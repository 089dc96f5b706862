//! # Event Journal
//!
//! Durable, append-only storage for event records, built on sled's
//! embedded key-value store. The journal is the protocol's source of
//! truth on disk: core state is derivable from it at any time
//! (`storage::replay`), and snapshots exist only to shorten the replay.
//!
//! ## Tree Layout
//!
//! | Tree        | Key                  | Value                     |
//! |-------------|----------------------|---------------------------|
//! | `events`    | `seq` (8B BE)        | `bincode(EventRecord)`    |
//! | `snapshots` | `journal_seq` (8B BE)| versioned snapshot bytes  |
//! | `meta`      | key (UTF-8)          | value (bytes)             |
//!
//! Sequence numbers are stored big-endian so sled's lexicographic order
//! matches numeric order and range scans walk the journal forward.

use sled::{Db, Tree};
use std::path::Path;

use thiserror::Error;

use crate::events::EventRecord;
use crate::storage::snapshot::StateSnapshot;

// ---------------------------------------------------------------------------
// Errors
// ---------------------------------------------------------------------------

/// Errors that can occur in the storage layer.
#[derive(Debug, Error)]
pub enum StoreError {
    /// The underlying store failed.
    #[error("sled error: {0}")]
    Sled(#[from] sled::Error),

    /// A value would not encode or decode.
    #[error("serialization error: {0}")]
    Serialization(String),

    /// A persisted snapshot was written by a schema this build does not
    /// know how to read.
    #[error("unsupported snapshot schema version {found}")]
    UnsupportedSchema {
        /// The version found on disk.
        found: u32,
    },
}

/// Shorthand for storage results.
pub type StoreResult<T> = Result<T, StoreError>;

// ---------------------------------------------------------------------------
// Metadata Keys
// ---------------------------------------------------------------------------

/// Well-known key in the `meta` tree for the highest appended sequence.
const META_LATEST_SEQ: &[u8] = b"latest_seq";
/// Well-known key in the `meta` tree for the journal seq of the most
/// recent snapshot.
const META_SNAPSHOT_SEQ: &[u8] = b"latest_snapshot_seq";

// ---------------------------------------------------------------------------
// EventJournal
// ---------------------------------------------------------------------------

/// The on-disk event journal.
///
/// Appends are flushed before returning, so an acknowledged record
/// survives a crash. sled serializes writes internally; the journal can
/// be shared across threads behind an `Arc` without extra locking.
#[derive(Debug, Clone)]
pub struct EventJournal {
    /// The underlying sled database handle.
    db: Db,
    /// Event records keyed by big-endian sequence.
    events: Tree,
    /// Snapshots keyed by the journal sequence they were taken at.
    snapshots: Tree,
    /// Journal metadata (latest sequence, snapshot pointer).
    meta: Tree,
}

impl EventJournal {
    /// Opens or creates a journal at the given filesystem path.
    pub fn open<P: AsRef<Path>>(path: P) -> StoreResult<Self> {
        let db = sled::open(path)?;
        Self::from_db(db)
    }

    /// Creates a temporary journal that is discarded on drop. For tests
    /// and the keeper's simulation mode.
    pub fn open_temporary() -> StoreResult<Self> {
        let db = sled::Config::new().temporary(true).open()?;
        Self::from_db(db)
    }

    fn from_db(db: Db) -> StoreResult<Self> {
        let events = db.open_tree("events")?;
        let snapshots = db.open_tree("snapshots")?;
        let meta = db.open_tree("meta")?;
        Ok(Self {
            db,
            events,
            snapshots,
            meta,
        })
    }

    // -- Event operations ----------------------------------------------------

    /// Appends a record and flushes it to disk.
    pub fn append(&self, record: &EventRecord) -> StoreResult<()> {
        let key = record.seq.to_be_bytes();
        let bytes = bincode::serialize(record)
            .map_err(|e| StoreError::Serialization(e.to_string()))?;
        self.events.insert(key, bytes)?;
        self.meta.insert(META_LATEST_SEQ, &key)?;
        self.db.flush()?;
        Ok(())
    }

    /// All records in sequence order.
    pub fn records(&self) -> StoreResult<Vec<EventRecord>> {
        let mut records = Vec::with_capacity(self.events.len());
        for entry in self.events.iter() {
            let (_, value) = entry?;
            let record: EventRecord = bincode::deserialize(&value)
                .map_err(|e| StoreError::Serialization(e.to_string()))?;
            records.push(record);
        }
        Ok(records)
    }

    /// Records with sequence strictly greater than `seq`, in order.
    pub fn records_after(&self, seq: u64) -> StoreResult<Vec<EventRecord>> {
        let start = seq.saturating_add(1).to_be_bytes();
        let mut records = Vec::new();
        for entry in self.events.range(start..) {
            let (_, value) = entry?;
            let record: EventRecord = bincode::deserialize(&value)
                .map_err(|e| StoreError::Serialization(e.to_string()))?;
            records.push(record);
        }
        Ok(records)
    }

    /// The highest sequence ever appended, if any.
    pub fn latest_seq(&self) -> StoreResult<Option<u64>> {
        read_seq(&self.meta, META_LATEST_SEQ)
    }

    /// Number of records in the journal.
    pub fn len(&self) -> usize {
        self.events.len()
    }

    /// Whether the journal holds no records.
    pub fn is_empty(&self) -> bool {
        self.events.is_empty()
    }

    // -- Snapshot operations -------------------------------------------------

    /// Persists a snapshot and points the snapshot metadata at it.
    pub fn put_snapshot(&self, snapshot: &StateSnapshot) -> StoreResult<()> {
        let key = snapshot.journal_seq.to_be_bytes();
        let bytes = snapshot.encode()?;
        self.snapshots.insert(key, bytes)?;
        self.meta.insert(META_SNAPSHOT_SEQ, &key)?;
        self.db.flush()?;
        Ok(())
    }

    /// The most recent snapshot, if one was ever taken.
    pub fn latest_snapshot(&self) -> StoreResult<Option<StateSnapshot>> {
        let Some(seq) = read_seq(&self.meta, META_SNAPSHOT_SEQ)? else {
            return Ok(None);
        };
        match self.snapshots.get(seq.to_be_bytes())? {
            Some(bytes) => Ok(Some(StateSnapshot::decode(&bytes)?)),
            None => Ok(None),
        }
    }

    /// Blocks until all buffered writes are durable.
    pub fn flush(&self) -> StoreResult<()> {
        self.db.flush()?;
        Ok(())
    }
}

/// Reads an 8-byte big-endian sequence from a metadata slot.
fn read_seq(meta: &Tree, key: &[u8]) -> StoreResult<Option<u64>> {
    match meta.get(key)? {
        Some(bytes) => {
            let raw: [u8; 8] = bytes
                .as_ref()
                .try_into()
                .map_err(|_| StoreError::Serialization("invalid sequence bytes".to_string()))?;
            Ok(Some(u64::from_be_bytes(raw)))
        }
        None => Ok(None),
    }
}

// ---------------------------------------------------------------------------
// Tests
// ---------------------------------------------------------------------------

#[cfg(test)]
mod tests {
    use super::*;
    use crate::events::Event;
    use crate::ids::{AssetId, BatchId, VaultId};
    use crate::state::CoreState;
    use chrono::Utc;

    fn record(seq: u64) -> EventRecord {
        let vault = VaultId::derive("treasury-prime");
        let asset = AssetId::derive("USDY");
        EventRecord {
            seq,
            at: Utc::now(),
            event: Event::AssetsPushed {
                vault,
                asset,
                batch: BatchId::derive(&vault, &asset, 1),
                amount: seq * 100,
                by: "cairn:inst:alpha".to_string(),
            },
        }
    }

    #[test]
    fn empty_journal_reads_empty() {
        let journal = EventJournal::open_temporary().unwrap();
        assert!(journal.is_empty());
        assert_eq!(journal.latest_seq().unwrap(), None);
        assert!(journal.records().unwrap().is_empty());
        assert!(journal.latest_snapshot().unwrap().is_none());
    }

    #[test]
    fn appends_scan_back_in_order() {
        let journal = EventJournal::open_temporary().unwrap();
        for seq in 1..=5 {
            journal.append(&record(seq)).unwrap();
        }

        let records = journal.records().unwrap();
        assert_eq!(records.len(), 5);
        let seqs: Vec<u64> = records.iter().map(|r| r.seq).collect();
        assert_eq!(seqs, vec![1, 2, 3, 4, 5]);
        assert_eq!(journal.latest_seq().unwrap(), Some(5));
    }

    #[test]
    fn records_after_is_exclusive() {
        let journal = EventJournal::open_temporary().unwrap();
        for seq in 1..=4 {
            journal.append(&record(seq)).unwrap();
        }
        let tail = journal.records_after(2).unwrap();
        let seqs: Vec<u64> = tail.iter().map(|r| r.seq).collect();
        assert_eq!(seqs, vec![3, 4]);
        assert!(journal.records_after(4).unwrap().is_empty());
    }

    #[test]
    fn journal_survives_reopen() {
        let dir = tempfile::tempdir().expect("tempdir");
        {
            let journal = EventJournal::open(dir.path()).unwrap();
            journal.append(&record(1)).unwrap();
            journal.append(&record(2)).unwrap();
        }

        let reopened = EventJournal::open(dir.path()).unwrap();
        assert_eq!(reopened.len(), 2);
        assert_eq!(reopened.latest_seq().unwrap(), Some(2));
        let records = reopened.records().unwrap();
        assert_eq!(records[1].event.kind(), "assets_pushed");
    }

    #[test]
    fn snapshot_round_trip_through_the_store() {
        let journal = EventJournal::open_temporary().unwrap();
        for seq in 1..=3 {
            journal.append(&record(seq)).unwrap();
        }

        let snapshot = StateSnapshot::capture(&CoreState::new(), 3, Utc::now());
        journal.put_snapshot(&snapshot).unwrap();

        let loaded = journal.latest_snapshot().unwrap().expect("snapshot");
        assert_eq!(loaded.journal_seq, 3);
        assert_eq!(loaded.core, CoreState::new());
    }
}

[What you should do]
Within the records, tally every line that contains the word "VaultId". Only the resulting number should be given.

[Solved problem]
2